## WHAT YOU NEED TO DO
Within the material below, how many lines include "OperationConfig"? Answer with the count only.

## RECORDS FOR PROCESSING
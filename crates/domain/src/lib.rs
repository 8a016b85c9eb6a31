//! # Regsync Domain
//!
//! Data model for keeping a housing back office in sync with the external
//! registry.
//!
//! This crate contains:
//! - Correlation records, export queue entries and operation records
//! - Registry request/response shapes
//! - The registry error taxonomy and control signals
//! - Configuration structures and domain constants
//!
//! ## Architecture
//! - Depends only on `regsync-common` for error classification
//! - No I/O

pub mod config;
pub mod constants;
pub mod errors;
pub mod macros;
pub mod signals;
pub mod types;

// Re-export commonly used items
pub use config::*;
pub use errors::*;
pub use signals::{ControlSignal, ExternalBusinessError, PublicError, RegistryError};
pub use types::*;
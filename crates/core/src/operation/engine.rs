//! Operation state machine
//!
//! INIT → LOAD → PREPARE → REQUEST → ACK → STATE (looped) → PARSE → STORE →
//! CONCLUDE. Every stage returns a [`StageOutcome`]; the run loop persists
//! the record between stages and turns suspensions, signals and failures
//! into scheduler calls.

use std::collections::HashSet;
use std::future::Future;
use std::sync::Arc;
use std::time::Duration;

use regsync_common::ErrorClassification;
use regsync_domain::{
    AckToken, ControlSignal, CorrelationKey, CorrelationRecord, FetchOutcome, OperationConfig,
    OperationRecord, OperationStatus, PayloadItem, PublicError, RegSyncError, RegistryError,
    RegistryPayload, Result, Stage,
};
use tracing::{debug, error, info, instrument, warn};

use super::backoff;
use super::cache::RequestCache;
use super::kinds::{OperationKind, SuccessItem};
use super::outcome::{RunOutcome, StageOutcome};
use super::ports::{
    ImportSink, ObjectLock, OperationRepository, OperationScheduler, PayloadSource,
    RegistryTransport,
};
use crate::correlation::CorrelationStore;
use crate::queue::ExportQueue;
use crate::unix_now;

type StageResult = std::result::Result<StageOutcome, RegistryError>;

/// Collaborators shared by every operation.
#[derive(Clone)]
pub struct OperationDeps {
    pub correlations: Arc<CorrelationStore>,
    pub queue: Arc<ExportQueue>,
    pub transport: Arc<dyn RegistryTransport>,
    pub payloads: Arc<dyn PayloadSource>,
    pub imports: Arc<dyn ImportSink>,
    pub locks: Arc<dyn ObjectLock>,
    pub operations: Arc<dyn OperationRepository>,
    pub scheduler: Arc<dyn OperationScheduler>,
    pub config: OperationConfig,
}

/// A correlation record selected for submission.
#[derive(Debug, Clone)]
pub(crate) struct Target {
    pub(crate) record: CorrelationRecord,
    pub(crate) transport_id: String,
}

/// One request/response cycle against the registry.
///
/// Transient state (targets, payload, parsed items, the missing-object
/// dedup set) lives only for the current run; everything needed to resume
/// is in the [`OperationRecord`].
pub struct Operation {
    pub(crate) kind: OperationKind,
    pub(crate) record: OperationRecord,
    pub(crate) deps: OperationDeps,
    pub(crate) cache: RequestCache,
    pub(crate) missing_seen: HashSet<String>,
    held_locks: Vec<String>,
    targets: Vec<Target>,
    payload: Option<RegistryPayload>,
    success: Vec<SuccessItem>,
}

## ANSWER SECTION
2